Your instructions >> Transcribe word for word the lines below from the line with "let _ = self.tx.try_send(Outbound::Close);" through the line with "pub fn is_closed(&self)", ends included.

Input material >>

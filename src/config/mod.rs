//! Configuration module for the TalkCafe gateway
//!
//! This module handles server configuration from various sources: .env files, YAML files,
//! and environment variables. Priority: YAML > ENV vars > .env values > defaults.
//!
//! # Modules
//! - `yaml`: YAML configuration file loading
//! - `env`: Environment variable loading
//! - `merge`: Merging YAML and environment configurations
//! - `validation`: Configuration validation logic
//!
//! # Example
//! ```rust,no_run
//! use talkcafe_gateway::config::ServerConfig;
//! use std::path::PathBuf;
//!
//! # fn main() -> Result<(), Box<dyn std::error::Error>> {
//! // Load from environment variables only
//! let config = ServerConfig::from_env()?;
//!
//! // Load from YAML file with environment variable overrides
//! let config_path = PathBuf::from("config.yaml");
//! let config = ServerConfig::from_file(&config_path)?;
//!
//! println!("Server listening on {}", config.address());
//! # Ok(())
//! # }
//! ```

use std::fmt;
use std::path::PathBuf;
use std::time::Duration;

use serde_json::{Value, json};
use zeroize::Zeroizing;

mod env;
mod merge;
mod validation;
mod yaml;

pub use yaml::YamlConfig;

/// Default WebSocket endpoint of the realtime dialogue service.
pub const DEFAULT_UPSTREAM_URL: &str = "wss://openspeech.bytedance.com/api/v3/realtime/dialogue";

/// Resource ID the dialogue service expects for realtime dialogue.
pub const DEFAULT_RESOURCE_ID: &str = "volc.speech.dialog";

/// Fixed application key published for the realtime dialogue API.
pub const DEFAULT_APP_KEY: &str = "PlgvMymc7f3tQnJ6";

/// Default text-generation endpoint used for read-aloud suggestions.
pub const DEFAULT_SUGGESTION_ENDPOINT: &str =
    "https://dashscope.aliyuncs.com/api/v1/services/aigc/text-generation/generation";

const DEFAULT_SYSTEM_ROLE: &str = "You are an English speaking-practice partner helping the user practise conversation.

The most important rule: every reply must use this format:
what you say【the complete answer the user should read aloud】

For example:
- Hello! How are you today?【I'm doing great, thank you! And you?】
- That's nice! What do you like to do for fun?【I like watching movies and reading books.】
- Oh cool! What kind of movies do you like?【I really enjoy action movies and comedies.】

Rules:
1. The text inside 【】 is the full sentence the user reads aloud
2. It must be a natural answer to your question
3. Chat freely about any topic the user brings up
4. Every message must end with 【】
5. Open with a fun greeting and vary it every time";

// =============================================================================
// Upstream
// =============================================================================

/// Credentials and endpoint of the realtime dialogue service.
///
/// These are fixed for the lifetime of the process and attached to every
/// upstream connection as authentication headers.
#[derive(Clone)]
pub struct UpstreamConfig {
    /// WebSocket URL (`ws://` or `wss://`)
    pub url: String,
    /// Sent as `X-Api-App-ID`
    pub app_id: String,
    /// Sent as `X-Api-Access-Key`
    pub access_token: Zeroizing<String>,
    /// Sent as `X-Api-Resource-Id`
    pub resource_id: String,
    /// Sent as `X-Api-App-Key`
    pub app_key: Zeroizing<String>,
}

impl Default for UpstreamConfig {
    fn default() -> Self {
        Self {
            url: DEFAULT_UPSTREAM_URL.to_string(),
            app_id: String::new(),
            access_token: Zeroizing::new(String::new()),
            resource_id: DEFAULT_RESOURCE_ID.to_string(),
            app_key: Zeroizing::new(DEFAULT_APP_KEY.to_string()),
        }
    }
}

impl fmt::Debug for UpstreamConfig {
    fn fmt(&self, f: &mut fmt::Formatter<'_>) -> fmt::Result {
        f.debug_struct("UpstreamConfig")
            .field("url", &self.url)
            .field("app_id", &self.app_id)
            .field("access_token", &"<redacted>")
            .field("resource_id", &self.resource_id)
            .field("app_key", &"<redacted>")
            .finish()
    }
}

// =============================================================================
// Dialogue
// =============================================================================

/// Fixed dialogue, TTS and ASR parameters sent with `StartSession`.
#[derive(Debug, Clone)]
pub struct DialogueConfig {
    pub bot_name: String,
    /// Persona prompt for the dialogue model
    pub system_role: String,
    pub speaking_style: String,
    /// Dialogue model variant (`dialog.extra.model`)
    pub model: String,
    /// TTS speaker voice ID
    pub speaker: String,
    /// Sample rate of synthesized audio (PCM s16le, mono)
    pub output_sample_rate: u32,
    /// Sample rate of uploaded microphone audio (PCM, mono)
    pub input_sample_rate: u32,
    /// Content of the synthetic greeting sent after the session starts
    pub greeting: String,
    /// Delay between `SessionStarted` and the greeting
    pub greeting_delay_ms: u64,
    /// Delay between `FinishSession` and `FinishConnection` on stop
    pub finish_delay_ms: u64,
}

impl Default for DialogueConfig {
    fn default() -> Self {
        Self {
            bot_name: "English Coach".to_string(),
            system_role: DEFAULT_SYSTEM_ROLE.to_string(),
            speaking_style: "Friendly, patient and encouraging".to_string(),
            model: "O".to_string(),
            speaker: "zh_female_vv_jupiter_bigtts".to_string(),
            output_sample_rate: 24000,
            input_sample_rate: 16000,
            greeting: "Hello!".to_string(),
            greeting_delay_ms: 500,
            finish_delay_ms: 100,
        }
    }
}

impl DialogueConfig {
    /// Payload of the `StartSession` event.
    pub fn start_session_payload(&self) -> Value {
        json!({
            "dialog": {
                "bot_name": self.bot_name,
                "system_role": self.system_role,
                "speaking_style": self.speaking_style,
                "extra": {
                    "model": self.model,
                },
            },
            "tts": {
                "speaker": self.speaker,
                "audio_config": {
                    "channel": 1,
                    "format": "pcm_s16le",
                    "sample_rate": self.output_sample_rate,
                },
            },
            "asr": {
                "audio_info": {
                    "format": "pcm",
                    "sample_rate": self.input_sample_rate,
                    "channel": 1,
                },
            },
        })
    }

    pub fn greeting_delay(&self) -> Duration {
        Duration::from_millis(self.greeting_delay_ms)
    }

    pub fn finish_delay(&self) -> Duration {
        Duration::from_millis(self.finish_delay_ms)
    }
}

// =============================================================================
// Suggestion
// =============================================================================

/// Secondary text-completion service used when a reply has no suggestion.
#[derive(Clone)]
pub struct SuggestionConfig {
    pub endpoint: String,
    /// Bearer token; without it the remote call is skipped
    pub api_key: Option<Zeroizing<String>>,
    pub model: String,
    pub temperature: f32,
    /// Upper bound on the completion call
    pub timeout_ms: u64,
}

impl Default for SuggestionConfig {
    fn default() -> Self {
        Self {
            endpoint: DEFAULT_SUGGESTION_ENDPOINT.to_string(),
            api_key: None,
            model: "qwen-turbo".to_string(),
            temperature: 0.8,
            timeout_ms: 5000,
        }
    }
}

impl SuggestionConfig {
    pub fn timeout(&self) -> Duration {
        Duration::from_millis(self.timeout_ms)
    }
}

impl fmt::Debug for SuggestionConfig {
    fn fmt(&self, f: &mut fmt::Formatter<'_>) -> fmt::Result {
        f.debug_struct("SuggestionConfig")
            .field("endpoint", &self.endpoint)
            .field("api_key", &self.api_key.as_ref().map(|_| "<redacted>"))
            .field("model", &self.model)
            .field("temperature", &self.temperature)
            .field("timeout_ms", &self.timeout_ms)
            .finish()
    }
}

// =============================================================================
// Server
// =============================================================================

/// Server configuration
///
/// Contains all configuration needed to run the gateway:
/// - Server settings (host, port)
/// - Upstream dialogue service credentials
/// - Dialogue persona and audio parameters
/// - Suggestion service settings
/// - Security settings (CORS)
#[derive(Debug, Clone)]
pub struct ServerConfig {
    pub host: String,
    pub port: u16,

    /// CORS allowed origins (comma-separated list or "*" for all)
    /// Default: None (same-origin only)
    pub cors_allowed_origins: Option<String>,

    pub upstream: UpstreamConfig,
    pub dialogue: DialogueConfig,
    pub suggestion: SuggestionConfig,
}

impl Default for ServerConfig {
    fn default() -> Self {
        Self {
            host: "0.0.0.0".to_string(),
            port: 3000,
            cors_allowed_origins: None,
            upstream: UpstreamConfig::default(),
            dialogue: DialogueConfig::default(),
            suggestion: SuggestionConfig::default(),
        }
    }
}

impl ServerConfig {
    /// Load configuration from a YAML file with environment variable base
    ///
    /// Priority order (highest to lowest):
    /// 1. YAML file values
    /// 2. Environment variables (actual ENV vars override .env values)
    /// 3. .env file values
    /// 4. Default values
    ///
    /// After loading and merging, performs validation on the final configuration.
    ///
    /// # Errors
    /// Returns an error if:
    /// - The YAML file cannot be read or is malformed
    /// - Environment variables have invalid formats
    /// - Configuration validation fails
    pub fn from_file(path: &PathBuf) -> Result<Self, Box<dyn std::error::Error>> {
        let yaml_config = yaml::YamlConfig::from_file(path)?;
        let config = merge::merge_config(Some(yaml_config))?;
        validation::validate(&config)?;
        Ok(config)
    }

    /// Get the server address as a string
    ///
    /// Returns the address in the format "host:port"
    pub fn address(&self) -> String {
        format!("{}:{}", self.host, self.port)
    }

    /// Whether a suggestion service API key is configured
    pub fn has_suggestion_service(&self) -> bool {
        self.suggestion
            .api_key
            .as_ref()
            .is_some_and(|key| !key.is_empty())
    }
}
...
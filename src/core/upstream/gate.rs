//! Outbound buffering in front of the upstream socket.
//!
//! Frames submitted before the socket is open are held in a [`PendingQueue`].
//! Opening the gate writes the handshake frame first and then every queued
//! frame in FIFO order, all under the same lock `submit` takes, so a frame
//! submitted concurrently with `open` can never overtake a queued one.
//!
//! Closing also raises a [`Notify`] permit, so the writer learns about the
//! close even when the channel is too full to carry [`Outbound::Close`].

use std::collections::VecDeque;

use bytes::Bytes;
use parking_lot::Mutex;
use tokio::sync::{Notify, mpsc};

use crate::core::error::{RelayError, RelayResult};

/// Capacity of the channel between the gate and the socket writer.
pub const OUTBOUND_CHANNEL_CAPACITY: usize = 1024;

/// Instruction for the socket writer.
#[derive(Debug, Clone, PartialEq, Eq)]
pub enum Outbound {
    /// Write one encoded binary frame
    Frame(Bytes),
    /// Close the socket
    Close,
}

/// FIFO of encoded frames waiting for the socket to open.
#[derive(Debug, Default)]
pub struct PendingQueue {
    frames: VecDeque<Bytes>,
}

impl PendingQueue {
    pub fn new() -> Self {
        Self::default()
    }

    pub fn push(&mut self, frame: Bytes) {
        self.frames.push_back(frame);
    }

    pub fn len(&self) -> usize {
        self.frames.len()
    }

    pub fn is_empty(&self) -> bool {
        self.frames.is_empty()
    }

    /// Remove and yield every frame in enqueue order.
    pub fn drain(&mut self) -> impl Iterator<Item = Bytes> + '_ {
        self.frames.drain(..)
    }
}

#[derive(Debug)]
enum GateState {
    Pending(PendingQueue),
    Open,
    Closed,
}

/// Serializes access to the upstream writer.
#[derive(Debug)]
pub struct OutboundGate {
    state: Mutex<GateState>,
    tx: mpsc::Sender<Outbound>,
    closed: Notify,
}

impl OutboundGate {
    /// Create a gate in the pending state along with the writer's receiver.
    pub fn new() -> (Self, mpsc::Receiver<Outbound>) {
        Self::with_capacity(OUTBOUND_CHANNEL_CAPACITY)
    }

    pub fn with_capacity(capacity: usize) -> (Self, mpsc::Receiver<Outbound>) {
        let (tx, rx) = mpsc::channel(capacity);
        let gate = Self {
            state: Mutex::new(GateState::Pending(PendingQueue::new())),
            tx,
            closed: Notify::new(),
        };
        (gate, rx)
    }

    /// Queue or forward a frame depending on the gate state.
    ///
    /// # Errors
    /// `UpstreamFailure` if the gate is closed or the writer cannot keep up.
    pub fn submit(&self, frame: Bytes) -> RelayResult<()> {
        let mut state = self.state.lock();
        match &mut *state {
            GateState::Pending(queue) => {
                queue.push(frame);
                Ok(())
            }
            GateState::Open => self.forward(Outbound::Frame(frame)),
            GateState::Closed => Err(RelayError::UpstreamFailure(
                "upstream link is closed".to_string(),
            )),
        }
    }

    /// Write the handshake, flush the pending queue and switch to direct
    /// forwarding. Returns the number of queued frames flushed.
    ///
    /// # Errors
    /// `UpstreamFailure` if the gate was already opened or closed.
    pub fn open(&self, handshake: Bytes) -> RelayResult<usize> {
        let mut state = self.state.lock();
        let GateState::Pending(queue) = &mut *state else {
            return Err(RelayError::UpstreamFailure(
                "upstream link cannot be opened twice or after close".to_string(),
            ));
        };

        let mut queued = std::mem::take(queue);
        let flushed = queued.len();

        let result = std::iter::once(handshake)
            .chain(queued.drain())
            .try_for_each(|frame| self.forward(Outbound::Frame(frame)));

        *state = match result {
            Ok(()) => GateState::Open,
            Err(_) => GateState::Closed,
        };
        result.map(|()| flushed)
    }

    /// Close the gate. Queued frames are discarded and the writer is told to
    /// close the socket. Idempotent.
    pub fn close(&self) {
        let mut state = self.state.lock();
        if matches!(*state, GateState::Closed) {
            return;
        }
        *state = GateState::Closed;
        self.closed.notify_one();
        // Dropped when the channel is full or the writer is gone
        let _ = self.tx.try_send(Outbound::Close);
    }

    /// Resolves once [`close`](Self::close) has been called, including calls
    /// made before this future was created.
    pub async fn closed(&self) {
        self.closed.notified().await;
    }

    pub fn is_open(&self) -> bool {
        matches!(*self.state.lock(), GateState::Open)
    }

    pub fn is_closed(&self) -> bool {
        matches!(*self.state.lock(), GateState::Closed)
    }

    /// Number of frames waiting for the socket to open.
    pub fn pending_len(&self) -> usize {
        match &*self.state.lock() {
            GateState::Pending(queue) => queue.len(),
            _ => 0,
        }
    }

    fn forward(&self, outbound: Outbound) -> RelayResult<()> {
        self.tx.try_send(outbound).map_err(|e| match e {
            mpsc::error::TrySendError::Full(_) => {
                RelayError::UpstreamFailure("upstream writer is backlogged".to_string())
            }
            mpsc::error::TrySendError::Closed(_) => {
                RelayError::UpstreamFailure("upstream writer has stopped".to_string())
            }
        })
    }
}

Exercise solution >>
        let _ = self.tx.try_send(Outbound::Close);
    }

    /// Resolves once [`close`](Self::close) has been called, including calls
    /// made before this future was created.
    pub async fn closed(&self) {
        self.closed.notified().await;
    }

    pub fn is_open(&self) -> bool {
        matches!(*self.state.lock(), GateState::Open)
    }

    pub fn is_closed(&self) -> bool {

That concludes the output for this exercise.